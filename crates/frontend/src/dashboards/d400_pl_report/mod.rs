pub mod api;
pub mod context;
pub mod filter_form;
pub mod state;
pub mod ui;

pub use context::{use_report, ReportProvider};
pub use ui::PlReportPage;
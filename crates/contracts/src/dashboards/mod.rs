pub mod d400_pl_report;
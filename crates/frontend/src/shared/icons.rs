use leptos::prelude::*;

pub fn icon(name: &str) -> AnyView {
    match name {
        "filter" => view! {
            <svg width="20" height="20" viewBox="0 0 24 24" fill="none" stroke="currentColor" stroke-width="2" stroke-linecap="round" stroke-linejoin="round" aria-hidden="true">
                <path d="M22 3H2l8 9.46V19l4 2v-8.54L22 3z"/>
            </svg>
        }.into_any(),
        "report" => view! {
            <svg width="20" height="20" viewBox="0 0 24 24" fill="none" stroke="currentColor" stroke-width="2" stroke-linecap="round" stroke-linejoin="round" aria-hidden="true">
                <path d="M14 2H6a2 2 0 0 0-2 2v16a2 2 0 0 0 2 2h12a2 2 0 0 0 2-2V8z"/>
                <path d="M14 2v6h6"/>
                <circle cx="11.5" cy="14.5" r="2.5"/>
                <path d="M13.3 16.3 15 18"/>
            </svg>
        }.into_any(),
        "download" => view! {
            <svg width="20" height="20" viewBox="0 0 24 24" fill="none" stroke="currentColor" stroke-width="2" stroke-linecap="round" stroke-linejoin="round" aria-hidden="true">
                <path d="M21 15v4a2 2 0 0 1-2 2H5a2 2 0 0 1-2-2v-4"/>
                <path d="M7 10l5 5 5-5"/>
                <path d="M12 15V3"/>
            </svg>
        }.into_any(),
        "refresh" => view! {
            <svg width="20" height="20" viewBox="0 0 24 24" fill="none" stroke="currentColor" stroke-width="2" stroke-linecap="round" stroke-linejoin="round" aria-hidden="true">
                <path d="M23 4v6h-6"/>
                <path d="M1 20v-6h6"/>
                <path d="M3.51 9a9 9 0 0 1 14.85-3.36L23 10M1 14l4.64 4.36A9 9 0 0 0 20.49 15"/>
            </svg>
        }.into_any(),
        "logout" => view! {
            <svg width="20" height="20" viewBox="0 0 24 24" fill="none" stroke="currentColor" stroke-width="2" stroke-linecap="round" stroke-linejoin="round" aria-hidden="true">
                <path d="M9 21H5a2 2 0 0 1-2-2V5a2 2 0 0 1 2-2h4"/>
                <path d="M16 17l5-5-5-5"/>
                <path d="M21 12H9"/>
            </svg>
        }.into_any(),
        "mail" => view! {
            <svg width="20" height="20" viewBox="0 0 24 24" fill="none" stroke="currentColor" stroke-width="2" stroke-linecap="round" stroke-linejoin="round" aria-hidden="true">
                <rect x="2" y="4" width="20" height="16" rx="2"/>
                <path d="M22 6l-10 7L2 6"/>
            </svg>
        }.into_any(),
        "user" => view! {
            <svg width="20" height="20" viewBox="0 0 24 24" fill="none" stroke="currentColor" stroke-width="2" stroke-linecap="round" stroke-linejoin="round" aria-hidden="true">
                <path d="M20 21v-2a4 4 0 0 0-4-4H8a4 4 0 0 0-4 4v2"/>
                <circle cx="12" cy="7" r="4"/>
            </svg>
        }.into_any(),
        "trending-up" => view! {
            <svg width="20" height="20" viewBox="0 0 24 24" fill="none" stroke="currentColor" stroke-width="2" stroke-linecap="round" stroke-linejoin="round" aria-hidden="true">
                <path d="M23 6l-9.5 9.5-5-5L1 18"/>
                <path d="M17 6h6v6"/>
            </svg>
        }.into_any(),
        "trending-down" => view! {
            <svg width="20" height="20" viewBox="0 0 24 24" fill="none" stroke="currentColor" stroke-width="2" stroke-linecap="round" stroke-linejoin="round" aria-hidden="true">
                <path d="M23 18l-9.5-9.5-5 5L1 6"/>
                <path d="M17 18h6v-6"/>
            </svg>
        }.into_any(),
        "money" => view! {
            <svg width="20" height="20" viewBox="0 0 24 24" fill="none" stroke="currentColor" stroke-width="2" stroke-linecap="round" stroke-linejoin="round" aria-hidden="true">
                <path d="M12 1v22"/>
                <path d="M17 5H9.5a3.5 3.5 0 0 0 0 7h5a3.5 3.5 0 0 1 0 7H6"/>
            </svg>
        }.into_any(),
        _ => view! { <span></span> }.into_any(),
    }
}
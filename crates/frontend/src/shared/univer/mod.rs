//! Embedded spreadsheet viewer (Univer) integration.

pub mod bridge;
pub mod slot;

pub use bridge::UniverWidget;
pub use slot::{MountTicket, WidgetInstance, WidgetSlot};
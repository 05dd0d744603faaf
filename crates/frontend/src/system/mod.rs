pub mod auth;
pub mod health;
pub mod pages;
pub mod login;
//! Workbook snapshot produced by `POST /report/univer`.
//!
//! The client does not interpret cells; it only needs a few top-level fields
//! for titles and must hand the whole document to the spreadsheet widget
//! untouched. Unknown keys are kept in `extra` and written back on serialize.

use serde::{Deserialize, Serialize};
use serde_json::{Map, Value};
use std::collections::BTreeMap;

#[derive(Debug, Clone, PartialEq, Serialize, Deserialize)]
#[serde(rename_all = "camelCase")]
pub struct WorkbookSnapshot {
    pub id: String,
    pub name: String,
    #[serde(default)]
    pub app_version: String,
    #[serde(default, skip_serializing_if = "Option::is_none")]
    pub locale: Option<String>,
    #[serde(default)]
    pub styles: Map<String, Value>,
    #[serde(default, skip_serializing_if = "Vec::is_empty")]
    pub sheet_order: Vec<String>,
    #[serde(default)]
    pub sheets: BTreeMap<String, SheetSnapshot>,
    #[serde(flatten)]
    pub extra: Map<String, Value>,
}

#[derive(Debug, Clone, PartialEq, Serialize, Deserialize)]
#[serde(rename_all = "camelCase")]
pub struct SheetSnapshot {
    pub id: String,
    pub name: String,
    /// row -> column -> cell; keys are decimal indices as sent on the wire
    #[serde(default)]
    pub cell_data: BTreeMap<String, BTreeMap<String, CellData>>,
    #[serde(default)]
    pub row_count: u32,
    #[serde(default)]
    pub column_count: u32,
    #[serde(default, skip_serializing_if = "Option::is_none")]
    pub merge_data: Option<Vec<Value>>,
    #[serde(flatten)]
    pub extra: Map<String, Value>,
}

#[derive(Debug, Clone, PartialEq, Serialize, Deserialize)]
pub struct CellData {
    #[serde(default, skip_serializing_if = "Option::is_none")]
    pub v: Option<Value>,
    #[serde(default, skip_serializing_if = "Option::is_none")]
    pub t: Option<Value>,
    /// Style id or inline style object
    #[serde(default, skip_serializing_if = "Option::is_none")]
    pub s: Option<Value>,
    #[serde(default, skip_serializing_if = "Option::is_none")]
    pub f: Option<String>,
    /// Rich text (`p`), `custom` and any other cell keys
    #[serde(flatten)]
    pub extra: Map<String, Value>,
}

impl WorkbookSnapshot {
    pub fn sheet_count(&self) -> usize {
        self.sheets.len()
    }

    pub fn is_empty(&self) -> bool {
        self.sheets.values().all(|s| s.cell_count() == 0)
    }

    /// Sheets in display order: `sheetOrder` first, then the rest by key.
    pub fn ordered_sheets(&self) -> Vec<&SheetSnapshot> {
        let mut ordered: Vec<&SheetSnapshot> = self
            .sheet_order
            .iter()
            .filter_map(|id| self.sheets.get(id))
            .collect();
        for (id, sheet) in &self.sheets {
            if !self.sheet_order.contains(id) {
                ordered.push(sheet);
            }
        }
        ordered
    }
}

impl SheetSnapshot {
    pub fn cell_count(&self) -> usize {
        self.cell_data.values().map(|row| row.len()).sum()
    }

    pub fn cell(&self, row: u32, col: u32) -> Option<&CellData> {
        self.cell_data
            .get(&row.to_string())?
            .get(&col.to_string())
    }
}

#[cfg(test)]
mod tests {
    use super::*;
    use pretty_assertions::assert_eq;

    const SNAPSHOT: &str = r##"{
        "id": "workbook-01",
        "name": "P&L Report 2025",
        "appVersion": "0.1.0",
        "locale": "th-TH",
        "styles": {"header": {"bl": 1, "bg": {"rgb": "#4472C4"}}},
        "sheets": {
            "sheet-02": {"id": "sheet-02", "name": "Notes", "cellData": {}, "rowCount": 5, "columnCount": 2},
            "sheet-01": {
                "id": "sheet-01",
                "name": "P&L Report",
                "cellData": {"0": {"0": {"v": "Revenue", "s": "header"}, "1": {"v": 1850000}}},
                "rowCount": 40,
                "columnCount": 10,
                "defaultRowHeight": 25,
                "defaultColumnWidth": 120
            }
        },
        "sheetOrder": ["sheet-01", "sheet-02"],
        "resources": []
    }"##;

    #[test]
    fn test_parse_snapshot() {
        let snapshot: WorkbookSnapshot = serde_json::from_str(SNAPSHOT).unwrap();
        assert_eq!(snapshot.sheet_count(), 2);
        assert!(!snapshot.is_empty());

        let names: Vec<&str> = snapshot.ordered_sheets().iter().map(|s| s.name.as_str()).collect();
        assert_eq!(names, vec!["P&L Report", "Notes"]);

        let sheet = &snapshot.sheets["sheet-01"];
        assert_eq!(sheet.cell_count(), 2);
        assert_eq!(sheet.cell(0, 1).and_then(|c| c.v.clone()), Some(serde_json::json!(1850000)));
        assert!(sheet.cell(5, 5).is_none());
    }

    #[test]
    fn test_unknown_fields_survive_serialization() {
        let snapshot: WorkbookSnapshot = serde_json::from_str(SNAPSHOT).unwrap();
        let original: Value = serde_json::from_str(SNAPSHOT).unwrap();
        let written = serde_json::to_value(&snapshot).unwrap();

        assert_eq!(written["resources"], original["resources"]);
        assert_eq!(
            written["sheets"]["sheet-01"]["defaultRowHeight"],
            original["sheets"]["sheet-01"]["defaultRowHeight"]
        );
        assert_eq!(written["sheetOrder"], original["sheetOrder"]);
    }

    #[test]
    fn test_sheets_without_order_fall_back_to_key_order() {
        let mut snapshot: WorkbookSnapshot = serde_json::from_str(SNAPSHOT).unwrap();
        snapshot.sheet_order.clear();
        let ids: Vec<&str> = snapshot.ordered_sheets().iter().map(|s| s.id.as_str()).collect();
        assert_eq!(ids, vec!["sheet-01", "sheet-02"]);
    }

    #[test]
    fn test_cells_are_written_back_unchanged() {
        for raw in [r#"{"v":1,"custom":{"k":1},"p":{"body":{}}}"#, r#"{"s":"st1"}"#] {
            let cell: CellData = serde_json::from_str(raw).unwrap();
            let original: Value = serde_json::from_str(raw).unwrap();
            assert_eq!(serde_json::to_value(&cell).unwrap(), original);
        }
    }
}
//! Single-instance holder for the spreadsheet widget.
//!
//! New data arrives while an older mount may still be scheduled for the next
//! animation frame. Every `invalidate` disposes the live instance and hands
//! out a fresh ticket; only the holder of the newest ticket may install an
//! instance. Anything built with a stale ticket is disposed on arrival, so at
//! most one widget is ever attached to the container.

/// A mounted widget that must be torn down explicitly
pub trait WidgetInstance {
    fn dispose(&self);
}

#[derive(Debug, Clone, Copy, PartialEq, Eq)]
pub struct MountTicket(u64);

#[derive(Debug)]
pub struct WidgetSlot<W: WidgetInstance> {
    generation: u64,
    current: Option<W>,
}

impl<W: WidgetInstance> Default for WidgetSlot<W> {
    fn default() -> Self {
        Self {
            generation: 0,
            current: None,
        }
    }
}

impl<W: WidgetInstance> WidgetSlot<W> {
    pub fn new() -> Self {
        Self::default()
    }

    /// Dispose the live instance and invalidate every outstanding ticket.
    pub fn invalidate(&mut self) -> MountTicket {
        self.dispose_current();
        self.generation += 1;
        MountTicket(self.generation)
    }

    pub fn is_current(&self, ticket: MountTicket) -> bool {
        ticket.0 == self.generation
    }

    /// Keep `instance` if `ticket` is still the newest one. A stale instance is
    /// disposed immediately and `false` is returned.
    pub fn install(&mut self, ticket: MountTicket, instance: W) -> bool {
        if !self.is_current(ticket) {
            instance.dispose();
            return false;
        }
        self.dispose_current();
        self.current = Some(instance);
        true
    }

    /// Teardown: dispose and refuse any mount still in flight.
    pub fn dispose(&mut self) {
        self.dispose_current();
        self.generation += 1;
    }

    pub fn is_mounted(&self) -> bool {
        self.current.is_some()
    }

    fn dispose_current(&mut self) {
        if let Some(instance) = self.current.take() {
            instance.dispose();
        }
    }
}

# # # # # # #

→ **Activity**:
Using the material above, state how many lines include the string "usize". Answer with a single number.

→ **Task response**:
2